→ **Data section**

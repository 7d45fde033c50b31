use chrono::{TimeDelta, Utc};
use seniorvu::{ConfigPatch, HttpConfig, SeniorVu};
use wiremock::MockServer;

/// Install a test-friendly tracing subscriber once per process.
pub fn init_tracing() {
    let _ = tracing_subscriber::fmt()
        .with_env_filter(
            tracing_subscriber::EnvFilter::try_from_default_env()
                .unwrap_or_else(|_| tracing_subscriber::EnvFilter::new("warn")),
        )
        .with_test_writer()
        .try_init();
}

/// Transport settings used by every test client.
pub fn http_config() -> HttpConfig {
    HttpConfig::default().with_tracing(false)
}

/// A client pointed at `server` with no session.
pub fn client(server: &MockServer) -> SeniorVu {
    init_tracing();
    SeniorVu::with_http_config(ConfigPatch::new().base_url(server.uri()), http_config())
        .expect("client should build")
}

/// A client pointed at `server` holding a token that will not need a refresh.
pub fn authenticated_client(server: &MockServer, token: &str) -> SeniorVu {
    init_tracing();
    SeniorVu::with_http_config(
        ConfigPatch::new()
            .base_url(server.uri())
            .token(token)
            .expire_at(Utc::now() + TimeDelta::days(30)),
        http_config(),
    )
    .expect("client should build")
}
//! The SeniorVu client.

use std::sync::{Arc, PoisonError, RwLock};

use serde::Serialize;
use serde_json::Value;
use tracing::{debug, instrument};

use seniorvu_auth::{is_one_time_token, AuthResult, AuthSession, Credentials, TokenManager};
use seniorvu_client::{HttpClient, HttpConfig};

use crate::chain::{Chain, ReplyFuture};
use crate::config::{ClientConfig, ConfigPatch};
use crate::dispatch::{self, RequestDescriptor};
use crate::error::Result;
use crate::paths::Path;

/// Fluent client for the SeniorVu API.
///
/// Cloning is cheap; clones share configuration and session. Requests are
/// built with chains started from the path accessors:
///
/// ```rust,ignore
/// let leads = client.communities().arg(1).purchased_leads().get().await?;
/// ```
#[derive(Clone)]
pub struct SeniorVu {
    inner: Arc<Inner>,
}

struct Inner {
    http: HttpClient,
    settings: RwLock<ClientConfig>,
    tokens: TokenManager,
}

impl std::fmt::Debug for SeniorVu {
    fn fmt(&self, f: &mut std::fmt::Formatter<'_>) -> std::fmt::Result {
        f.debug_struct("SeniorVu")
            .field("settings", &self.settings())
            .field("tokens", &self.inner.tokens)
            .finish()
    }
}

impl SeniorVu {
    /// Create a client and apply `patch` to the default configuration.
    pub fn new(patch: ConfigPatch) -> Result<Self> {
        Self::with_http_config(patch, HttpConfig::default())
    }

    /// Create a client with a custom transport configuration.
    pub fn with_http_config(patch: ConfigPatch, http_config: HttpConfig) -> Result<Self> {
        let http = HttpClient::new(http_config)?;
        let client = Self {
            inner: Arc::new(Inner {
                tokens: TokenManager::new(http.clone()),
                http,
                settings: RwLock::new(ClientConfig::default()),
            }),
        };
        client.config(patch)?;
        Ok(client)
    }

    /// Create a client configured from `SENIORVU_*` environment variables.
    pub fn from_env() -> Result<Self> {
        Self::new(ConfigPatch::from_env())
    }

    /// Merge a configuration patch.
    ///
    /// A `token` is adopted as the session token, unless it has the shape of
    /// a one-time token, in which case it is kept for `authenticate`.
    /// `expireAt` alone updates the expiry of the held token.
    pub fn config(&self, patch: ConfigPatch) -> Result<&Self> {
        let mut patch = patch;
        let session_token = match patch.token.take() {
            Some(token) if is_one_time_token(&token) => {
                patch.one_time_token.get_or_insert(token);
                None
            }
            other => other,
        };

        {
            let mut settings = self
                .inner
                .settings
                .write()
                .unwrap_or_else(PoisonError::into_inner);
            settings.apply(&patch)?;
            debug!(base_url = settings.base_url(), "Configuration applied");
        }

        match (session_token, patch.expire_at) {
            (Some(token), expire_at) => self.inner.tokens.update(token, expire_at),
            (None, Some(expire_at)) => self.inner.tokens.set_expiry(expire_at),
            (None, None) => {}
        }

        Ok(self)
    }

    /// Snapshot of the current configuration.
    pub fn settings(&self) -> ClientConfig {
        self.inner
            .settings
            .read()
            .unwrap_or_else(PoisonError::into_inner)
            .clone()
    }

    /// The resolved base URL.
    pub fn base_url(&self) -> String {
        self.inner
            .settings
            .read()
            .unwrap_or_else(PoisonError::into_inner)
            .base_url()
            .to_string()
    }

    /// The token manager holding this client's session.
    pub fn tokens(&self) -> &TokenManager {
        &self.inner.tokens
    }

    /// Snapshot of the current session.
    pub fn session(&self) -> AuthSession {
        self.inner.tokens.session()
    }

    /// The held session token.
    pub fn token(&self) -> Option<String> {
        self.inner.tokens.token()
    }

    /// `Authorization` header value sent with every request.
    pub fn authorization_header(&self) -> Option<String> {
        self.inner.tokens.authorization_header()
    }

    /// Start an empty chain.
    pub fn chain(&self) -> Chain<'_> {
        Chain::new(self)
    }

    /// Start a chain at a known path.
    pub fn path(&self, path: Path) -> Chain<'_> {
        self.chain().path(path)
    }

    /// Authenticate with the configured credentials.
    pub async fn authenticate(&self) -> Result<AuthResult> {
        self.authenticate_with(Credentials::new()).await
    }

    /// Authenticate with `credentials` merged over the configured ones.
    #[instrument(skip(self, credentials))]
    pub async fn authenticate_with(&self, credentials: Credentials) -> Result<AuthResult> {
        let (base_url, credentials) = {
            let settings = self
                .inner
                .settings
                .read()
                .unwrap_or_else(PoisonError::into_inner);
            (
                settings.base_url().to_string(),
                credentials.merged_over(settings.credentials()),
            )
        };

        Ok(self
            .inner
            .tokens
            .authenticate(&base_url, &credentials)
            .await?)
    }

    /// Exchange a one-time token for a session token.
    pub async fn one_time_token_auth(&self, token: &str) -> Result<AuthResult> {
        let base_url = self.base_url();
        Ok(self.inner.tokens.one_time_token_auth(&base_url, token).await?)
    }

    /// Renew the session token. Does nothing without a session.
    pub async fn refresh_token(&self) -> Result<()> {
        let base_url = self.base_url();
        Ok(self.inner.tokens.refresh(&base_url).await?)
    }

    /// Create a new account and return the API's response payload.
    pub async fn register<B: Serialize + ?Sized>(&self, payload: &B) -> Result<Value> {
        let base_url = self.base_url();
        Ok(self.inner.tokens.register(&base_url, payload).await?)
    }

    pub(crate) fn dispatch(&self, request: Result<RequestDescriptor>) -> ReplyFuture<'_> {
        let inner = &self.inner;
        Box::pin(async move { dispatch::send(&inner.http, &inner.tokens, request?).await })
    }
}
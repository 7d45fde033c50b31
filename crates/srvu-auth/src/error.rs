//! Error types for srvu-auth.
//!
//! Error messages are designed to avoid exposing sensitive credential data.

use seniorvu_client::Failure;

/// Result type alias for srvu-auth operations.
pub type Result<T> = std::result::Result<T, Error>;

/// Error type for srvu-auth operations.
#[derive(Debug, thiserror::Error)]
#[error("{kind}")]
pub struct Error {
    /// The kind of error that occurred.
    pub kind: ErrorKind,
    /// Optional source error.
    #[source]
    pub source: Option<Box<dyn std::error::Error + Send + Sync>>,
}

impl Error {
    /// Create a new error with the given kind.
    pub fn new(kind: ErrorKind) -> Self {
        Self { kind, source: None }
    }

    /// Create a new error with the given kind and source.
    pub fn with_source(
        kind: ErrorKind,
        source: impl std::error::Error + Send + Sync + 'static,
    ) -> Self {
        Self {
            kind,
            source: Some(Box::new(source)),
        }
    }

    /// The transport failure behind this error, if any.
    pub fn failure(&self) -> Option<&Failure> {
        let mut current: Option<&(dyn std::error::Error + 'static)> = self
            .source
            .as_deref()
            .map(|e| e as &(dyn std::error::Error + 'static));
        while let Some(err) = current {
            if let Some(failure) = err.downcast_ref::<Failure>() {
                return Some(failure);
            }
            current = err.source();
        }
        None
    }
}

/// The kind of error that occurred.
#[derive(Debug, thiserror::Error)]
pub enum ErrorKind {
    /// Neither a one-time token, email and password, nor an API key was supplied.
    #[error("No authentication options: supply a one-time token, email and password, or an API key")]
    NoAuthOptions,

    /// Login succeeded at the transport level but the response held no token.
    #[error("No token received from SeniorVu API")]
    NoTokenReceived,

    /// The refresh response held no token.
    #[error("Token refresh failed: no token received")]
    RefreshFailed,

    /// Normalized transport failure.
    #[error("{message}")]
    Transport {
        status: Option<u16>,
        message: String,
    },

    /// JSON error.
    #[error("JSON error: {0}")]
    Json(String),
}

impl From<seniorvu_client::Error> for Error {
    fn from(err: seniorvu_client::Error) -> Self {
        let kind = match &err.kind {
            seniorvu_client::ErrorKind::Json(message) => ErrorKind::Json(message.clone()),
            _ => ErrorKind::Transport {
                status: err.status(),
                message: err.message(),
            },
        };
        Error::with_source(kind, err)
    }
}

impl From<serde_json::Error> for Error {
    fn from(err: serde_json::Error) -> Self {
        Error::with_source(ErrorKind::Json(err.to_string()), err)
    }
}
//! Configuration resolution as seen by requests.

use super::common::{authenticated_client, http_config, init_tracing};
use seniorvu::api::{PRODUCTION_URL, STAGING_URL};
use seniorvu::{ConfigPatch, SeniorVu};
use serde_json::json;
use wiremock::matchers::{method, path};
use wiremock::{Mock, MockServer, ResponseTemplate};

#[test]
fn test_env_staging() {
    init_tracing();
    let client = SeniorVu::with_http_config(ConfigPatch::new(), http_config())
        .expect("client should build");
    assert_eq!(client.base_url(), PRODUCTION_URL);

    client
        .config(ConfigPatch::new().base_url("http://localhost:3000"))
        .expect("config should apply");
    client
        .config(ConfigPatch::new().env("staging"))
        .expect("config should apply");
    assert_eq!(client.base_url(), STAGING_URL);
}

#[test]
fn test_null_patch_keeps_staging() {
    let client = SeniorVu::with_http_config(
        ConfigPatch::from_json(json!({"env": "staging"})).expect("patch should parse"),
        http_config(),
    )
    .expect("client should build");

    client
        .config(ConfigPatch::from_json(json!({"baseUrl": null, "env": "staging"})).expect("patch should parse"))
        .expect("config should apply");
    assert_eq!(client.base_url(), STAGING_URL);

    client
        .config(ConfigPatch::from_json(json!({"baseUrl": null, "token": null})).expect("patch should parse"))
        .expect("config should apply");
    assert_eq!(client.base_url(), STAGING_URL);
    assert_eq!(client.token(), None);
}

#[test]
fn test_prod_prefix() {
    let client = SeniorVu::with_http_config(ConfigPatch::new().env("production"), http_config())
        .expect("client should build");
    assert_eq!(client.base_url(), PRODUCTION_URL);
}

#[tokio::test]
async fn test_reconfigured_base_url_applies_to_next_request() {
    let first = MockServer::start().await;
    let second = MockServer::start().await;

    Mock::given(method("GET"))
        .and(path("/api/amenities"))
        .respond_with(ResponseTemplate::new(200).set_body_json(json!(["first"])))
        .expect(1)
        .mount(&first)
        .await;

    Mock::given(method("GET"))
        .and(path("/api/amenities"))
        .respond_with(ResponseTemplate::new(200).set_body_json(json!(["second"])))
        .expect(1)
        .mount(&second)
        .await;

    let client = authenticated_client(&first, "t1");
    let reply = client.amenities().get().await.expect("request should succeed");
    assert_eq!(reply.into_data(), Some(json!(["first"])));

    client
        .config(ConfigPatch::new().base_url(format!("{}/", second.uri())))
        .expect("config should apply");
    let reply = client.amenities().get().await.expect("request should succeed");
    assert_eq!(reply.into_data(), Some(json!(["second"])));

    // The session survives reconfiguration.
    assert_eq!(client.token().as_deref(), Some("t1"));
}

→ **Brief**
The answer must be every line from the records above that contains the word "instrument", copied in full.

→ **Reply to the task**
use tracing::{debug, instrument};
    #[instrument(skip(self, credentials))]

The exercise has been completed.